Because of the number of unrelated people living there, the house currently violates the city’s land-use policy for that location, Lawrence code enforcement manager Brian Jiminez said.

Blevins said he is working toward meeting state regulations required to become a licensed group home. Jiminez said the city was notified last week that paperwork had been submitted to the state and that staff is monitoring Blevins’ progress.

Blevins said tenants’ rent pays for basic needs such as medication and food — necessities they might not spend their own money on if left to their own devices. He helps monitor and encourage residents to take their medications. Bert Nash outreach staff comes regularly, and the residents are supposed to help monitor each other, too.

“There’s a camaraderie that takes place in the battle for stabilization with mental health,” he said. “They understand each other, and they support each other.”

On the streets

Severely mentally ill people frequently visit downtown churches and other social services looking for food, financial help or just someone to talk to, employees of those places say. Visitors sometimes report hearing voices, can’t speak coherently or exhibit bizarre behavior.

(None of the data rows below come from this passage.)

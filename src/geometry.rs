//! Workspace geometry shared by the registry, the gesture controllers and the
//! front end.
//!
//! Origins are signed so a window may sit partially left of or above the
//! workspace; sizes are unsigned and never negative.

use std::ops::Sub;

/// A pointer or window origin in workspace coordinates.
#[derive(Debug, Clone, Copy, PartialEq, Eq, Hash, Default)]
pub struct Point {
    pub x: i32,
    pub y: i32,
}

impl Point {
    pub const fn new(x: i32, y: i32) -> Self {
        Self { x, y }
    }
}

impl Sub for Point {
    type Output = Point;

    fn sub(self, rhs: Point) -> Point {
        Point {
            x: self.x.saturating_sub(rhs.x),
            y: self.y.saturating_sub(rhs.y),
        }
    }
}

/// Signed rectangle origin with unsigned size.
#[derive(Debug, Clone, Copy, PartialEq, Eq, Hash, Default)]
pub struct WindowRect {
    pub x: i32,
    pub y: i32,
    pub width: u32,
    pub height: u32,
}

impl WindowRect {
    pub const fn new(x: i32, y: i32, width: u32, height: u32) -> Self {
        Self {
            x,
            y,
            width,
            height,
        }
    }

    pub fn origin(&self) -> Point {
        Point::new(self.x, self.y)
    }

    /// One past the right-most column, widened so huge sizes cannot overflow.
    pub fn right(&self) -> i64 {
        self.x as i64 + self.width as i64
    }

    /// One past the bottom-most row.
    pub fn bottom(&self) -> i64 {
        self.y as i64 + self.height as i64
    }

    pub fn is_empty(&self) -> bool {
        self.width == 0 || self.height == 0
    }

    pub fn contains(&self, point: Point) -> bool {
        if self.is_empty() {
            return false;
        }
        let px = point.x as i64;
        let py = point.y as i64;
        px >= self.x as i64 && px < self.right() && py >= self.y as i64 && py < self.bottom()
    }

    pub fn intersects(&self, other: &WindowRect) -> bool {
        if self.is_empty() || other.is_empty() {
            return false;
        }
        (self.x as i64) < other.right()
            && (other.x as i64) < self.right()
            && (self.y as i64) < other.bottom()
            && (other.y as i64) < self.bottom()
    }
}

/// Host viewport: the full drawable area, with a taskbar strip reserved at
/// the bottom.
#[derive(Debug, Clone, Copy, PartialEq, Eq)]
pub struct Viewport {
    pub width: u32,
    pub height: u32,
    pub taskbar_height: u32,
}

impl Viewport {
    pub const fn new(width: u32, height: u32, taskbar_height: u32) -> Self {
        Self {
            width,
            height,
            taskbar_height,
        }
    }

    /// The visible desktop area excluding the taskbar. This is also the rect
    /// a maximized window occupies.
    pub fn workspace(&self) -> WindowRect {
        WindowRect::new(
            0,
            0,
            self.width,
            self.height.saturating_sub(self.taskbar_height),
        )
    }

    /// The taskbar strip along the bottom edge.
    pub fn taskbar(&self) -> WindowRect {
        let height = self.taskbar_height.min(self.height);
        WindowRect::new(
            0,
            clamp_i32(self.height as i64 - height as i64),
            self.width,
            height,
        )
    }
}

/// Narrow an `i64` back to `i32`, saturating at the bounds.
pub(crate) fn clamp_i32(value: i64) -> i32 {
    value.clamp(i32::MIN as i64, i32::MAX as i64) as i32
}

/// Narrow an `i64` size to `u32`, treating negatives as zero.
pub(crate) fn clamp_u32(value: i64) -> u32 {
    value.clamp(0, u32::MAX as i64) as u32
}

Arley Arkenberg, who works in the First United Methodist Church office, said she’s only felt frightened enough to call police once, when a woman left a voicemail saying that if she had to choose between saving the world and killing people at the church, she would choose to save the world.

Arkenberg and other church employees said they encourage people who are clearly out of touch with reality to go to Bert Nash.

She doesn’t know what else to do.

“I feel like there’s a need for more seamless entry into inpatient treatment,” Arkenberg said. “If we’re not paying for it on the front end, we’re paying for it in the correctional facilities.”

Without specialized and intense care, Blevins said, many severely mentally ill people do end up living in jail, the homeless shelter or tents in the woods.

He estimates that 40 percent of guests at the shelter have severe mental illness, and there are more with addictions.

Last year 37 percent of people booked into the jail self-reported having mental health issues.

“There’s a darker side to our population,” Blevins said. “They survive how they can.”